## EXERCISE DESCRIPTION
Reproduce word for word, from the entries below, the line with "response was dropped.", the line with "Ok(ManifestUpdate::Current(manifest))", and every line between them, and nothing more.

## DATA SHOWN

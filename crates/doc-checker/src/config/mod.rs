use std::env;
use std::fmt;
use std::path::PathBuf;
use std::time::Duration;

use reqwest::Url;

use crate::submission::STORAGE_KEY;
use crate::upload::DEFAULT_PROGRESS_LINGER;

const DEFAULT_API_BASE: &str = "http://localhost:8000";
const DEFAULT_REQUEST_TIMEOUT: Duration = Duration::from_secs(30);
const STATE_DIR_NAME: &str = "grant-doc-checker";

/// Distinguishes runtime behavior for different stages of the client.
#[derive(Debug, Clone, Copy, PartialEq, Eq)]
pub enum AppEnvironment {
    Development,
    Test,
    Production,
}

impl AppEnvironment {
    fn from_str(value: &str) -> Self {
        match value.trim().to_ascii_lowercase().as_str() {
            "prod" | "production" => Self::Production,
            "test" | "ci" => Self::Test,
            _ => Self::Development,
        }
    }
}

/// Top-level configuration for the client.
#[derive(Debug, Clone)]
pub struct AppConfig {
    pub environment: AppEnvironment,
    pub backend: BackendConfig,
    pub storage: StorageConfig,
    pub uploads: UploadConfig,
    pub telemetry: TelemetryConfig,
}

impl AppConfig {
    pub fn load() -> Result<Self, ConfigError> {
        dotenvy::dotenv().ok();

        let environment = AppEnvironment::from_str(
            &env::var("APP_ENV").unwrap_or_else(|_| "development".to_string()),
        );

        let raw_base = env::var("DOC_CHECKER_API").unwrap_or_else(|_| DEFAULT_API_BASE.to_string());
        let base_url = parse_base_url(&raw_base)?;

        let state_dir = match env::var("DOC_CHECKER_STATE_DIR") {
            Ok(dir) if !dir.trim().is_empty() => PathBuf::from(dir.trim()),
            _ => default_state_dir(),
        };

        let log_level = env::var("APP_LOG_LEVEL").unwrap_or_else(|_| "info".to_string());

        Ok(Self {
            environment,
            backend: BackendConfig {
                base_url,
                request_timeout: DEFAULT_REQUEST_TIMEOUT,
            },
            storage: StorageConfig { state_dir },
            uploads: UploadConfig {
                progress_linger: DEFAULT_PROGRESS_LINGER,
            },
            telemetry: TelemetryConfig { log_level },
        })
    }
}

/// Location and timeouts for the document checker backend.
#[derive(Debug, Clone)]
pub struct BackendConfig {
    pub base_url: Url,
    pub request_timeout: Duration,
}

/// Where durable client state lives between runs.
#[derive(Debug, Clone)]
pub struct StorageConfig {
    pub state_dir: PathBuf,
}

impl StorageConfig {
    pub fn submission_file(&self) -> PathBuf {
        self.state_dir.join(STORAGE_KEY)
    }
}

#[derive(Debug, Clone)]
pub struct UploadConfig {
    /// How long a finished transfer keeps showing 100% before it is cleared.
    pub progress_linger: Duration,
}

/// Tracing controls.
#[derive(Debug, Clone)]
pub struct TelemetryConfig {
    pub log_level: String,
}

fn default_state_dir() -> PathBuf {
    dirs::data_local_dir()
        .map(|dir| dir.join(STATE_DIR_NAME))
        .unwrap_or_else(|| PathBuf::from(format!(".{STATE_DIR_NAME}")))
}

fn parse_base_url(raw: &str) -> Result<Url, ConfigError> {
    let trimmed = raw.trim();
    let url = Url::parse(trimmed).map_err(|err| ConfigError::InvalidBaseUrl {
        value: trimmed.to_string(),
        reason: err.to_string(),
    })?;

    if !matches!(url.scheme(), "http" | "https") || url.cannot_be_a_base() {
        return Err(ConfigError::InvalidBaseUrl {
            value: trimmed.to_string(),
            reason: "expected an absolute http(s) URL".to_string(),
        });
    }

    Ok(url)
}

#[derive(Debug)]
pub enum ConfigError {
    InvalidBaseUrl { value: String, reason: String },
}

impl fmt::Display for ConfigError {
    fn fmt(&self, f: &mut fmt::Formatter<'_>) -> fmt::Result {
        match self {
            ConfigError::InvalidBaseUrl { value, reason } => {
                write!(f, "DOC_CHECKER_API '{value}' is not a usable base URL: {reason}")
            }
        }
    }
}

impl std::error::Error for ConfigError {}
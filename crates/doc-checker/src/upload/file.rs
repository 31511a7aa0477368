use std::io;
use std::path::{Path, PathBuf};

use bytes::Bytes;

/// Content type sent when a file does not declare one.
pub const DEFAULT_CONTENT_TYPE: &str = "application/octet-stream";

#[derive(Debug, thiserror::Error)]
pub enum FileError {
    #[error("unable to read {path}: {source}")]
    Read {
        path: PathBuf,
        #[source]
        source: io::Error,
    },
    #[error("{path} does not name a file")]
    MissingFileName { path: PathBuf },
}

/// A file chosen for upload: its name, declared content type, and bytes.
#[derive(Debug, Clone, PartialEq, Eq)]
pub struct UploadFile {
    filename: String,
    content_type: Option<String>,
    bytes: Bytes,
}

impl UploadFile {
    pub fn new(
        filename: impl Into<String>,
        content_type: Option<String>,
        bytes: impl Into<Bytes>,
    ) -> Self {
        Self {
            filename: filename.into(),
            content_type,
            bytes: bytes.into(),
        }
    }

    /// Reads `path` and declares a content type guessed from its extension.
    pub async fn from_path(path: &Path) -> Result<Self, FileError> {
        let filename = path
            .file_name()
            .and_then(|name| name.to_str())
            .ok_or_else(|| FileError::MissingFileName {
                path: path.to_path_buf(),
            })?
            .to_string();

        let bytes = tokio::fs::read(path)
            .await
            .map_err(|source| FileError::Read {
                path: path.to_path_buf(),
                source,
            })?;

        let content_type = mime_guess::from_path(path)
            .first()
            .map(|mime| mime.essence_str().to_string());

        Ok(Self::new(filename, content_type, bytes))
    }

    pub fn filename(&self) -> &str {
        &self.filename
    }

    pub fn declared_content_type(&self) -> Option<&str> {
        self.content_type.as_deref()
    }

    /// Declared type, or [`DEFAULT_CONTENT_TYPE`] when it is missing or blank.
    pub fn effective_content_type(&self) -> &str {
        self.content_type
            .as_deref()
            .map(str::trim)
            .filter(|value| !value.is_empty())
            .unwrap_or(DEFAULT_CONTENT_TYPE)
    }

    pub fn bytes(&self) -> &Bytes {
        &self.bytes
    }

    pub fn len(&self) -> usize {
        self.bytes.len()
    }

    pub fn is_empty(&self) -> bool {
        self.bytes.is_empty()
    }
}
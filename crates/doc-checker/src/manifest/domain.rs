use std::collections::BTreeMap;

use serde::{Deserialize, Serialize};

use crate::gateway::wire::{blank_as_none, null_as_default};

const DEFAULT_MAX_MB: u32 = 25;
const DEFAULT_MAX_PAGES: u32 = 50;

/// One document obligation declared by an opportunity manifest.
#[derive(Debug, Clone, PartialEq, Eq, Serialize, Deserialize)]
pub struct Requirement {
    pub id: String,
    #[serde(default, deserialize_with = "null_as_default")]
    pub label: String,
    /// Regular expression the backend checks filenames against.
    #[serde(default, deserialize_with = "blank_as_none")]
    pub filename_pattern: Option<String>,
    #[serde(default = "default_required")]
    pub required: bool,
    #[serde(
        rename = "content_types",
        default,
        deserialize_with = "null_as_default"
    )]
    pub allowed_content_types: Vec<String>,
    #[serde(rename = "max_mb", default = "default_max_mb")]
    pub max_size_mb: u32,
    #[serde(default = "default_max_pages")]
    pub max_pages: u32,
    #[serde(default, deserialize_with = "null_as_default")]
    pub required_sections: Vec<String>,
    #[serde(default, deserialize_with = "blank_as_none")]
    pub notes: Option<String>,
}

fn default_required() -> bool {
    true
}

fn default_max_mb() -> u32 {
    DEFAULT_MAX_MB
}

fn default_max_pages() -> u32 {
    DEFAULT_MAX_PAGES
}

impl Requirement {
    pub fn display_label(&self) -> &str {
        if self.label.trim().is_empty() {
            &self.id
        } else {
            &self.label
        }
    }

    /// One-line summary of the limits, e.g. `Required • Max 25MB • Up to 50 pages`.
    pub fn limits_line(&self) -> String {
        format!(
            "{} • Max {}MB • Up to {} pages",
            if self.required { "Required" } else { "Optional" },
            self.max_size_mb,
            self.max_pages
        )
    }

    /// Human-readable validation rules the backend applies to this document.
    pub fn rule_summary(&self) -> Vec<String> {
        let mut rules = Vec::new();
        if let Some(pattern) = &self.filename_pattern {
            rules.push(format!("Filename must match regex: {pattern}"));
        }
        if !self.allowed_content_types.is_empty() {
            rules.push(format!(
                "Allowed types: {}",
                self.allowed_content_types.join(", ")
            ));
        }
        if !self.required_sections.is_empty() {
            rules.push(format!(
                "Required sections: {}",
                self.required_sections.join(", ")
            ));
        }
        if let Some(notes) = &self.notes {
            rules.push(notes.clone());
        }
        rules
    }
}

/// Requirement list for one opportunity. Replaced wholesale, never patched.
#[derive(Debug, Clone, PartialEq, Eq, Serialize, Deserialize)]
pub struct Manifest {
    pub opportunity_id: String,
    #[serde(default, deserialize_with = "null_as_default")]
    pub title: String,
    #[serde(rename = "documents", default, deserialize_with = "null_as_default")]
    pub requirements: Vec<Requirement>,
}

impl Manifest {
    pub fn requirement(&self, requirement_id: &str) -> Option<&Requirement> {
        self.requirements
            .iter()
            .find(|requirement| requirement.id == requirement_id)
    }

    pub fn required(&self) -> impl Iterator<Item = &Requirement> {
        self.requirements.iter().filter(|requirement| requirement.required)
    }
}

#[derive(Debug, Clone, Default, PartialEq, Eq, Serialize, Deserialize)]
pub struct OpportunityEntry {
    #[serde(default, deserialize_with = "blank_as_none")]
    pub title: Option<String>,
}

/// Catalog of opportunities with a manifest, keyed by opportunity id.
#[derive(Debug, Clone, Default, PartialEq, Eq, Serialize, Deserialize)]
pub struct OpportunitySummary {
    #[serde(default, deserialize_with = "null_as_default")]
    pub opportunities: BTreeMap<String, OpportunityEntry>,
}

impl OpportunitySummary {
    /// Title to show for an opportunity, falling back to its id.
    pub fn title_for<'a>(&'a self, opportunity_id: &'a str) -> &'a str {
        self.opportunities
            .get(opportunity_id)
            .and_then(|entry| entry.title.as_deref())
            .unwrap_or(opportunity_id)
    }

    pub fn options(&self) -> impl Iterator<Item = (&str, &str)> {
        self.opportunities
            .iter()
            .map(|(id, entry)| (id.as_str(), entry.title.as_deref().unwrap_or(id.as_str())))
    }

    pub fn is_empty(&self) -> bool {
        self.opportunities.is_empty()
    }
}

* * *

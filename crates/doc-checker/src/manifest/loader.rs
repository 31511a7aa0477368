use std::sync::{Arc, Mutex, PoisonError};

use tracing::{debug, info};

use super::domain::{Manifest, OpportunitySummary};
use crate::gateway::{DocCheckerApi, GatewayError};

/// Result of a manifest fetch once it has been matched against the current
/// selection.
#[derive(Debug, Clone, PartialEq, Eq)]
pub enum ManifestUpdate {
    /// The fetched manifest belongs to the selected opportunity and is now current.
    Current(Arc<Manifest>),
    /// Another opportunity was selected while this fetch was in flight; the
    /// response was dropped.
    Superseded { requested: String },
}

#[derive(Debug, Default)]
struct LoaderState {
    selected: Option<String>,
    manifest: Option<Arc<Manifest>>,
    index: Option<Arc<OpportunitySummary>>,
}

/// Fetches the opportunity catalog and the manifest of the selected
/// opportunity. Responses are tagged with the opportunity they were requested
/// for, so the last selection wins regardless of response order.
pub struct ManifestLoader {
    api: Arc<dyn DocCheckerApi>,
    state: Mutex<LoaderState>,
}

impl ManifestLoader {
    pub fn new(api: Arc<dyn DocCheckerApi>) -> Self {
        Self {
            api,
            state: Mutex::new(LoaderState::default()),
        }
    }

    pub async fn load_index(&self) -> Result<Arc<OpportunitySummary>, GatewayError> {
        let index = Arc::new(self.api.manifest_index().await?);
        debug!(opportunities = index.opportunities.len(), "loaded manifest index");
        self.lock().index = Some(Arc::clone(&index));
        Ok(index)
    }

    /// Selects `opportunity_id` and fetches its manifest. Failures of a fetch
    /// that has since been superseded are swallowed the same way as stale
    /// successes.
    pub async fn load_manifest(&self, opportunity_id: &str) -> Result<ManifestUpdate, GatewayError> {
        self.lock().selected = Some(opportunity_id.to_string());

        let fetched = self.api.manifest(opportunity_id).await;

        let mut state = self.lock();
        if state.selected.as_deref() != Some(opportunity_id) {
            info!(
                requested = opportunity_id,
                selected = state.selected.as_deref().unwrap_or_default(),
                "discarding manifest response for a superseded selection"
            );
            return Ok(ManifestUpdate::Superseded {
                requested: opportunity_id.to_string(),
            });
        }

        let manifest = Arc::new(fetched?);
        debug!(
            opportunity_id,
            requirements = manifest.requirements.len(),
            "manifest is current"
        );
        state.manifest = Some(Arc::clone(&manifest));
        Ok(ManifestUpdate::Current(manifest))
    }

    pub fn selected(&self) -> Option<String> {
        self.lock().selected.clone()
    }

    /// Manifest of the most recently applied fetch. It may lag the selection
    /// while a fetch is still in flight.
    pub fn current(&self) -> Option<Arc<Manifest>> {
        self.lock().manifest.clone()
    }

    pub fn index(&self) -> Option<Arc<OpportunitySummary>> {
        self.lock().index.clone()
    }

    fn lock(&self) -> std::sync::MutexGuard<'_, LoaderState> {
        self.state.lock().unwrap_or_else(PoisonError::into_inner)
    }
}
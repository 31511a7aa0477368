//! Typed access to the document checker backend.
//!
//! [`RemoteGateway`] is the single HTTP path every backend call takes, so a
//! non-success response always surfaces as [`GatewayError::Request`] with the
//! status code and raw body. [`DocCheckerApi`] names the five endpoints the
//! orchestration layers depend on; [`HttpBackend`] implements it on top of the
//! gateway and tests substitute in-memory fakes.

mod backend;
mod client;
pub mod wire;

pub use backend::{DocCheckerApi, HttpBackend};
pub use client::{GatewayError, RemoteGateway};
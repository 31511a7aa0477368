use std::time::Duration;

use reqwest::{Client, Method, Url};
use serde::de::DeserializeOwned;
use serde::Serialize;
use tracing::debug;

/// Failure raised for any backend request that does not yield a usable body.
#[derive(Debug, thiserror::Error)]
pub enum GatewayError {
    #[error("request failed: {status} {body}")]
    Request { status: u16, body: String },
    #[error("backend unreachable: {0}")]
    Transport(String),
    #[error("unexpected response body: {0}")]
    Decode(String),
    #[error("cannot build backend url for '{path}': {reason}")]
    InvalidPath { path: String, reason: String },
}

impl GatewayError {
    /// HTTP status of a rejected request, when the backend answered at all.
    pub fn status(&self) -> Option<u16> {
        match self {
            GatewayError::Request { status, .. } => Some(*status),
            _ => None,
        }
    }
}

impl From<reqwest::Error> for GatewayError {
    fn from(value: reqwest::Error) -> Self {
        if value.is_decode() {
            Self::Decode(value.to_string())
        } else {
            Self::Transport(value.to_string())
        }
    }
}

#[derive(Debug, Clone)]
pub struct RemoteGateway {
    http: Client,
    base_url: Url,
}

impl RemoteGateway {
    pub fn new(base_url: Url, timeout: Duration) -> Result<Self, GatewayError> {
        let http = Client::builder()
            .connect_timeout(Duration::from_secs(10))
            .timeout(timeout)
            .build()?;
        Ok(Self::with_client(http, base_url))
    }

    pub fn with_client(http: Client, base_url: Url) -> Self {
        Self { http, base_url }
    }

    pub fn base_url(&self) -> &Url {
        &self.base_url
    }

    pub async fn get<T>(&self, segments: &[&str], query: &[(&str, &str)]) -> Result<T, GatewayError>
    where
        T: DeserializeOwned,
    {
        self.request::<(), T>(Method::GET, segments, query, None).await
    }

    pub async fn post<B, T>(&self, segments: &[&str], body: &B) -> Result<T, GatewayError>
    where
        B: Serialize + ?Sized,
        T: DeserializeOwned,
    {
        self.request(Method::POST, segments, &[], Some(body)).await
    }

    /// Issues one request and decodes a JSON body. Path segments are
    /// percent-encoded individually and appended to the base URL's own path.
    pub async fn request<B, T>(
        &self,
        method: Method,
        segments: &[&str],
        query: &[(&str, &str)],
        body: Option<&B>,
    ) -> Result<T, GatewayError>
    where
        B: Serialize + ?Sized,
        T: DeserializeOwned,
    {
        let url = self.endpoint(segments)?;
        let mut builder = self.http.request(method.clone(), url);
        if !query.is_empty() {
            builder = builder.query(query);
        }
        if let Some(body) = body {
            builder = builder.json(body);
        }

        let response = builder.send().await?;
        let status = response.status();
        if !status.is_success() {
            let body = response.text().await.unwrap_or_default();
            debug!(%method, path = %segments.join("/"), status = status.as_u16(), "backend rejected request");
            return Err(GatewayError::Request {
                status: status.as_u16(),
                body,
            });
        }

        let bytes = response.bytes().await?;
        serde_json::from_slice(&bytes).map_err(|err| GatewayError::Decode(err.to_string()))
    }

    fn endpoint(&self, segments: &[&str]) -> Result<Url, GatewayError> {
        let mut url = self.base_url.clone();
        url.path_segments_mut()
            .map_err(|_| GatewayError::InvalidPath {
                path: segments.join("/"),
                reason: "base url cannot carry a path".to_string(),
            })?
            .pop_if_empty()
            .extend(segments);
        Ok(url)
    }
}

...

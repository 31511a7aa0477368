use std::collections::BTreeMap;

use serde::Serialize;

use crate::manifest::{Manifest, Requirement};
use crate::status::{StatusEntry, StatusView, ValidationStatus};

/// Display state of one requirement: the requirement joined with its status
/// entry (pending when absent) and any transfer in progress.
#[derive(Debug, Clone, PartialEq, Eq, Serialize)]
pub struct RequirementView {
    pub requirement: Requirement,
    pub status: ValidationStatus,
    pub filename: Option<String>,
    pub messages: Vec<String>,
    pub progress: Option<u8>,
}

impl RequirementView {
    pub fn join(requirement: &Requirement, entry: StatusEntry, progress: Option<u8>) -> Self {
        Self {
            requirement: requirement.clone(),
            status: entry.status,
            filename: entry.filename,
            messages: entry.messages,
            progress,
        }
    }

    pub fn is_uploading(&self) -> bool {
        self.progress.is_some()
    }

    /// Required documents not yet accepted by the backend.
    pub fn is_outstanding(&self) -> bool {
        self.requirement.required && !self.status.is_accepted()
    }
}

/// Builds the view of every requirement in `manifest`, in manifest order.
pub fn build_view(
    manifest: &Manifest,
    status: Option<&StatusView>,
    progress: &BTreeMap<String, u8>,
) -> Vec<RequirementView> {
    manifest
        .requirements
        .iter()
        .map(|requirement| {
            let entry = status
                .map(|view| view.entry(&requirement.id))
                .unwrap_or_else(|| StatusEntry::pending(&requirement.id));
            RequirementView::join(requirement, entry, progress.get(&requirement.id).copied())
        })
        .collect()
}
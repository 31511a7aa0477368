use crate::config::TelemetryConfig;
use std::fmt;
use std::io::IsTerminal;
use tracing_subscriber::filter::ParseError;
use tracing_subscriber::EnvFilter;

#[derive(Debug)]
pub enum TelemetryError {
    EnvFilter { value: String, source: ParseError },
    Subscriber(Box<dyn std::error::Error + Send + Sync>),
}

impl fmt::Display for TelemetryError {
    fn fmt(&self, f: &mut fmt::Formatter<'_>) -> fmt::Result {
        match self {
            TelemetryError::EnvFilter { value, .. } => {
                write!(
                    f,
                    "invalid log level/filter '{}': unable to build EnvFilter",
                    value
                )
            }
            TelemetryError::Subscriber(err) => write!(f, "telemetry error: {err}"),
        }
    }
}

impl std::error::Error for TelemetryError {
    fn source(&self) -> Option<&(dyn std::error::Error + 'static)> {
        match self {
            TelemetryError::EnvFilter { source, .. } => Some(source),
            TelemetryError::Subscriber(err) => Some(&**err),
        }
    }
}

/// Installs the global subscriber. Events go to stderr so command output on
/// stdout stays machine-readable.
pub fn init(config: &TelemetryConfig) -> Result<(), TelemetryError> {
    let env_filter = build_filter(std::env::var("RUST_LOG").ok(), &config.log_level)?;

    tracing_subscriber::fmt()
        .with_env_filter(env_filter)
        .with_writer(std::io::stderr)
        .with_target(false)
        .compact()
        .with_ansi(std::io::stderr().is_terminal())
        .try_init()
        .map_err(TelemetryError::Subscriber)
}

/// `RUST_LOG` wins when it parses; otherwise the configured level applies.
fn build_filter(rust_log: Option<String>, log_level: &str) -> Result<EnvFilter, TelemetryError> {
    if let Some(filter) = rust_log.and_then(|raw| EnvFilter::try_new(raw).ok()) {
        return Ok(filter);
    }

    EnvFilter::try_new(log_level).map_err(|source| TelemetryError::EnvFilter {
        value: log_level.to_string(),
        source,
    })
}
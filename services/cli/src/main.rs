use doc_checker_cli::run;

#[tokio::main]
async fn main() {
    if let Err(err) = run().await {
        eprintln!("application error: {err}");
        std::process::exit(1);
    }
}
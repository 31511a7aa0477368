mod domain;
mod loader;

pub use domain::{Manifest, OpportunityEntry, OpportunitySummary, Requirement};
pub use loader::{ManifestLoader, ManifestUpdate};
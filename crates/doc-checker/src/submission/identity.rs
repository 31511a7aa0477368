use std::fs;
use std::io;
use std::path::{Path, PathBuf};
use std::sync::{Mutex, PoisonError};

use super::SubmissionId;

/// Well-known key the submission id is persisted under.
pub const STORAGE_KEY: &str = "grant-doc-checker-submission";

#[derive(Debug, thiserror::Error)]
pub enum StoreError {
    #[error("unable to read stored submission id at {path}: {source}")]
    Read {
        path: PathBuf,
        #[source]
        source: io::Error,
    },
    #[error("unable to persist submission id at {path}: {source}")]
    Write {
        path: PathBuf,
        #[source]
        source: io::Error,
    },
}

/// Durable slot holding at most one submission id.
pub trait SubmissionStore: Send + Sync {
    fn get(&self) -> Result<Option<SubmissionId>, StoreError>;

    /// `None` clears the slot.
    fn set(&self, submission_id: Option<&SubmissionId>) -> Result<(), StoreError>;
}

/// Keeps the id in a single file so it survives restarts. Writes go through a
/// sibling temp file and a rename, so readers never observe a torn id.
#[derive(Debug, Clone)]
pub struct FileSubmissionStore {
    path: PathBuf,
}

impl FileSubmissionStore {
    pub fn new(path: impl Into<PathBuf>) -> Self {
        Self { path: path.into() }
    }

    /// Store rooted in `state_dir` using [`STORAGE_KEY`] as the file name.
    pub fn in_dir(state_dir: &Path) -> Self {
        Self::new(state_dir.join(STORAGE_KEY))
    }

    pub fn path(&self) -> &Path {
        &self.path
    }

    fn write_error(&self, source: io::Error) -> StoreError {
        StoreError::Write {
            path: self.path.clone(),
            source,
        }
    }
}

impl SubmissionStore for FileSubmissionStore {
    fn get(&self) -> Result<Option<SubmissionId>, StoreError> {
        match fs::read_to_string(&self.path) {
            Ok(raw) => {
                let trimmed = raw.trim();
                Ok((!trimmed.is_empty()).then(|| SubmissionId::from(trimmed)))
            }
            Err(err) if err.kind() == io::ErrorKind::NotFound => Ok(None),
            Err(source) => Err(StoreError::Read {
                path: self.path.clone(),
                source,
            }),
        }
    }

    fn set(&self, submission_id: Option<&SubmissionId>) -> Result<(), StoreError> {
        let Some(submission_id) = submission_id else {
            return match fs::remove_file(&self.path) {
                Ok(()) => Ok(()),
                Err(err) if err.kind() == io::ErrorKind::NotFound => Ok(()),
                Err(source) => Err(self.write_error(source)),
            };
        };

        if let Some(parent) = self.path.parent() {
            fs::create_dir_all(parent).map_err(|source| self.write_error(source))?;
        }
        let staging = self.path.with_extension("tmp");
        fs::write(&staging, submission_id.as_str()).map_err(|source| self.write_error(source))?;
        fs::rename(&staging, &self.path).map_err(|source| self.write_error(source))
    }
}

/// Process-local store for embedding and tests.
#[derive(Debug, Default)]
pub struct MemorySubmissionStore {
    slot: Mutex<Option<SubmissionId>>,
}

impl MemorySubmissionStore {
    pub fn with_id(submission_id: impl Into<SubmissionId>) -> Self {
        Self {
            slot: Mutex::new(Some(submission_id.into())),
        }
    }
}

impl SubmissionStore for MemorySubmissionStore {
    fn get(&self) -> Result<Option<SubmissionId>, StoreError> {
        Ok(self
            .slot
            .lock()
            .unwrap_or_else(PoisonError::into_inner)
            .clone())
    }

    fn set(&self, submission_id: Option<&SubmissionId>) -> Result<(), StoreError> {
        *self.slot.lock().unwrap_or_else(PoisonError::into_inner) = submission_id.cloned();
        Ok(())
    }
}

## COMPLETED EXERCISE
    /// response was dropped.
    Superseded { requested: String },
}

#[derive(Debug, Default)]
struct LoaderState {
    selected: Option<String>,
    manifest: Option<Arc<Manifest>>,
    index: Option<Arc<OpportunitySummary>>,
}

/// Fetches the opportunity catalog and the manifest of the selected
/// opportunity. Responses are tagged with the opportunity they were requested
/// for, so the last selection wins regardless of response order.
pub struct ManifestLoader {
    api: Arc<dyn DocCheckerApi>,
    state: Mutex<LoaderState>,
}

impl ManifestLoader {
    pub fn new(api: Arc<dyn DocCheckerApi>) -> Self {
        Self {
            api,
            state: Mutex::new(LoaderState::default()),
        }
    }

    pub async fn load_index(&self) -> Result<Arc<OpportunitySummary>, GatewayError> {
        let index = Arc::new(self.api.manifest_index().await?);
        debug!(opportunities = index.opportunities.len(), "loaded manifest index");
        self.lock().index = Some(Arc::clone(&index));
        Ok(index)
    }

    /// Selects `opportunity_id` and fetches its manifest. Failures of a fetch
    /// that has since been superseded are swallowed the same way as stale
    /// successes.
    pub async fn load_manifest(&self, opportunity_id: &str) -> Result<ManifestUpdate, GatewayError> {
        self.lock().selected = Some(opportunity_id.to_string());

        let fetched = self.api.manifest(opportunity_id).await;

        let mut state = self.lock();
        if state.selected.as_deref() != Some(opportunity_id) {
            info!(
                requested = opportunity_id,
                selected = state.selected.as_deref().unwrap_or_default(),
                "discarding manifest response for a superseded selection"
            );
            return Ok(ManifestUpdate::Superseded {
                requested: opportunity_id.to_string(),
            });
        }

        let manifest = Arc::new(fetched?);
        debug!(
            opportunity_id,
            requirements = manifest.requirements.len(),
            "manifest is current"
        );
        state.manifest = Some(Arc::clone(&manifest));
        Ok(ManifestUpdate::Current(manifest))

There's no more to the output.